PROBLEM DETAILS
Would you please output, word for word, the span of the listing below that opens on the line containing "#[derive(Debug, Clone, Copy, PartialEq, Eq)]" and closes on the line containing "are a configuration error."? Include both ends and nothing more.
-- Opening Marker --
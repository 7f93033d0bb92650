use thiserror::Error;

#[derive(Debug, Error)]
pub enum SchemaModelError {
    #[error("unknown column type: {0}")]
    UnrecognizedColumnType(String),
}
//! Processor dispatch: the five named strategies and the call pipeline.
//!
//! A [`Processor`] is bound to one [`Mode`] when it is created, so an unknown
//! mode name fails at registration time, never in the middle of a call.
//! Each call then walks the same states:
//!
//! ```text
//! Idle → Resolving → Composing → Executing → Done
//!                                    └──────→ Failed
//! ```
//!
//! Nothing is kept between calls. Calls on different files can run
//! concurrently; two calls on the same path race and the last writer wins.

use crate::command::CommandRunner;
use crate::compose::{OperationChain, compose};
use crate::error::ProcessError;
use crate::geometry::{self, Background, Gravity, Operation, OperationDescriptor};
use serde::{Deserialize, Serialize};
use std::collections::BTreeMap;
use std::fmt;
use std::fs::File;
use std::path::{Path, PathBuf};
use std::str::FromStr;

/// The closed set of geometry strategies.
#[derive(Debug, Clone, Copy, PartialEq, Eq, Hash, PartialOrd, Ord, Serialize, Deserialize)]
#[serde(rename_all = "lowercase")]
pub enum Mode {
    Convert,
    Limit,
    Fit,
    Fill,
    Pad,
}

impl Mode {
    pub const ALL: [Mode; 5] = [Mode::Convert, Mode::Limit, Mode::Fit, Mode::Fill, Mode::Pad];

    pub fn name(self) -> &'static str {
        match self {
            Mode::Convert => "convert",
            Mode::Limit => "limit",
            Mode::Fit => "fit",
            Mode::Fill => "fill",
            Mode::Pad => "pad",
        }
    }

    /// Positional argument names, optional ones last.
    pub fn usage(self) -> &'static str {
        match self {
            Mode::Convert => "<format>",
            Mode::Limit | Mode::Fit => "<width> <height>",
            Mode::Fill => "<width> <height> [gravity]",
            Mode::Pad => "<width> <height> [background] [gravity]",
        }
    }

    fn arity(self) -> (usize, usize) {
        match self {
            Mode::Convert => (1, 1),
            Mode::Limit | Mode::Fit => (2, 2),
            Mode::Fill => (2, 3),
            Mode::Pad => (2, 4),
        }
    }

    /// Resolve positional arguments into the mode's operation.
    pub fn resolve<S: AsRef<str>>(self, args: &[S]) -> Result<Operation, ProcessError> {
        let (min, max) = self.arity();
        if args.len() < min || args.len() > max {
            return Err(ProcessError::configuration(format!(
                "{} expects {} but got {} argument(s)",
                self,
                self.usage(),
                args.len()
            )));
        }
        let args: Vec<&str> = args.iter().map(AsRef::as_ref).collect();
        let arg = |i: usize| args.get(i).copied();
        let gravity = |i: usize| arg(i).map(Gravity::from_str).transpose();

        let (w, h) = (arg(0).unwrap_or_default(), arg(1).unwrap_or_default());
        let op = match self {
            Mode::Convert => return geometry::convert(w),
            Mode::Limit => geometry::limit(w, h),
            Mode::Fit => geometry::fit(w, h),
            Mode::Fill => geometry::fill(w, h, gravity(2)?.unwrap_or_default()),
            Mode::Pad => {
                let background = arg(2).map(Background::from).unwrap_or_default();
                geometry::pad(w, h, &background, gravity(3)?.unwrap_or_default())
            }
        };
        Ok(Operation::Transform(op))
    }
}

impl fmt::Display for Mode {
    fn fmt(&self, f: &mut fmt::Formatter<'_>) -> fmt::Result {
        f.write_str(self.name())
    }
}

impl FromStr for Mode {
    type Err = ProcessError;

    fn from_str(s: &str) -> Result<Self, Self::Err> {
        Mode::ALL
            .into_iter()
            .find(|mode| mode.name().eq_ignore_ascii_case(s.trim()))
            .ok_or_else(|| ProcessError::configuration(format!("unknown processor mode: {s}")))
    }
}

/// Parse a pre-transform.
///
/// Two forms are accepted:
/// - `mode:arg,arg`, e.g. `fit:800,800`. Only geometry modes make sense
///   before another operation.
/// - raw tool arguments starting with `-`, e.g. `-rotate 90 -strip`,
///   split on whitespace and passed through untouched.
pub fn parse_transform(spec: &str) -> Result<OperationDescriptor, ProcessError> {
    let spec = spec.trim();
    if spec.starts_with('-') {
        return Ok(OperationDescriptor::raw(spec.split_whitespace()));
    }
    let (name, args) = spec.split_once(':').unwrap_or((spec, ""));
    let args: Vec<&str> = if args.is_empty() {
        Vec::new()
    } else {
        args.split(',').map(str::trim).collect()
    };
    match name.parse::<Mode>()?.resolve(&args)? {
        Operation::Transform(desc) => Ok(desc),
        Operation::Convert { .. } => Err(ProcessError::configuration(
            "a pre-transform cannot be a format conversion",
        )),
    }
}

/// Optional inputs to [`Processor::call`].
#[derive(Debug, Clone, Default)]
pub struct CallOptions {
    /// Target format for the final write (`None` writes in place).
    pub format: Option<String>,
    /// Applied to the source before the main operation.
    pub pre_transform: Option<OperationDescriptor>,
}

impl CallOptions {
    /// Build options from a format and an optional pre-transform (see [`parse_transform`]).
    pub fn parse(format: Option<String>, pre: Option<&str>) -> Result<Self, ProcessError> {
        Ok(Self {
            format,
            pre_transform: pre.map(parse_transform).transpose()?,
        })
    }

    pub fn with_format(self, format: impl Into<String>) -> Self {
        Self {
            format: Some(format.into()),
            ..self
        }
    }

    pub fn with_pre_transform(self, pre_transform: OperationDescriptor) -> Self {
        Self {
            pre_transform: Some(pre_transform),
            ..self
        }
    }
}

/// The result of a successful call: the final path, opened for reading.
#[derive(Debug)]
pub struct ProcessedFile {
    pub path: PathBuf,
    pub file: File,
}

impl ProcessedFile {
    pub fn into_file(self) -> File {
        self.file
    }
}

/// One registered strategy.
#[derive(Debug, Clone, Copy, PartialEq, Eq)]
pub struct Processor {
    mode: Mode,
}

impl Processor {
    pub fn new(mode: Mode) -> Self {
        Self { mode }
    }

    /// Look a strategy up by name; unknown names are a configuration error.
    pub fn named(name: &str) -> Result<Self, ProcessError> {
        Ok(Self::new(name.parse()?))
    }

    pub fn mode(&self) -> Mode {
        self.mode
    }

    /// Resolve and compose without executing anything.
    pub fn plan<S: AsRef<str>>(
        &self,
        input: &Path,
        args: &[S],
        options: &CallOptions,
    ) -> Result<OperationChain, ProcessError> {
        tracing::debug!(mode = %self.mode, input = %input.display(), "resolving");
        let main = self.mode.resolve(args)?;

        tracing::debug!(mode = %self.mode, "composing");
        compose(
            input,
            main,
            options.pre_transform.clone(),
            options.format.as_deref(),
        )
    }

    /// Run the strategy against `input` and open the result.
    pub fn call<S: AsRef<str>>(
        &self,
        runner: &(impl CommandRunner + ?Sized),
        input: &Path,
        args: &[S],
        options: &CallOptions,
    ) -> Result<ProcessedFile, ProcessError> {
        let chain = self.plan(input, args, options)?;
        let Some(pair) = chain.paths() else {
            // compose always ends in a file; a streaming chain has nothing to open
            return Err(ProcessError::configuration(
                "operation chain does not produce a file",
            ));
        };

        tracing::debug!(
            mode = %self.mode,
            steps = chain.steps.len(),
            destination = %pair.destination.display(),
            "executing"
        );
        if let Err(err) = runner.run(&chain) {
            tracing::debug!(mode = %self.mode, error = %err, "failed");
            return Err(err.into());
        }

        let file = match File::open(&pair.destination) {
            Ok(file) => file,
            Err(source) => {
                tracing::debug!(
                    mode = %self.mode,
                    destination = %pair.destination.display(),
                    error = %source,
                    "failed"
                );
                return Err(ProcessError::Io {
                    path: pair.destination,
                    source,
                });
            }
        };
        tracing::debug!(mode = %self.mode, destination = %pair.destination.display(), "done");
        Ok(ProcessedFile {
            path: pair.destination,
            file,
        })
    }
}

/// Name → processor table, the host-facing registration surface.
#[derive(Debug, Clone, Default)]
pub struct Registry {
    processors: BTreeMap<String, Processor>,
}

impl Registry {
    pub fn new() -> Self {
        Self::default()
    }

    /// All five strategies under their own names.
    pub fn builtin() -> Self {
        let mut registry = Self::new();
        for mode in Mode::ALL {
            registry.insert(mode.name(), Processor::new(mode));
        }
        registry
    }

    /// Register `mode_name` under `name`. Unknown modes fail here.
    pub fn register(&mut self, name: &str, mode_name: &str) -> Result<(), ProcessError> {
        let processor = Processor::named(mode_name)?;
        self.insert(name, processor);
        Ok(())
    }

    pub fn insert(&mut self, name: &str, processor: Processor) {
        self.processors.insert(name.to_string(), processor);
    }

    pub fn get(&self, name: &str) -> Option<&Processor> {
        self.processors.get(name)
    }

    /// Like [`get`](Self::get), but a miss is a configuration error.
    pub fn require(&self, name: &str) -> Result<&Processor, ProcessError> {
        self.get(name)
            .ok_or_else(|| ProcessError::configuration(format!("no processor named '{name}'")))
    }

    pub fn iter(&self) -> impl Iterator<Item = (&str, &Processor)> {
        self.processors.iter().map(|(name, p)| (name.as_str(), p))
    }
}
-- Closing Marker --
COMPLETED TASK
#[derive(Debug, Clone, Copy, PartialEq, Eq)]
pub struct Processor {
    mode: Mode,
}

impl Processor {
    pub fn new(mode: Mode) -> Self {
        Self { mode }
    }

    /// Look a strategy up by name; unknown names are a configuration error.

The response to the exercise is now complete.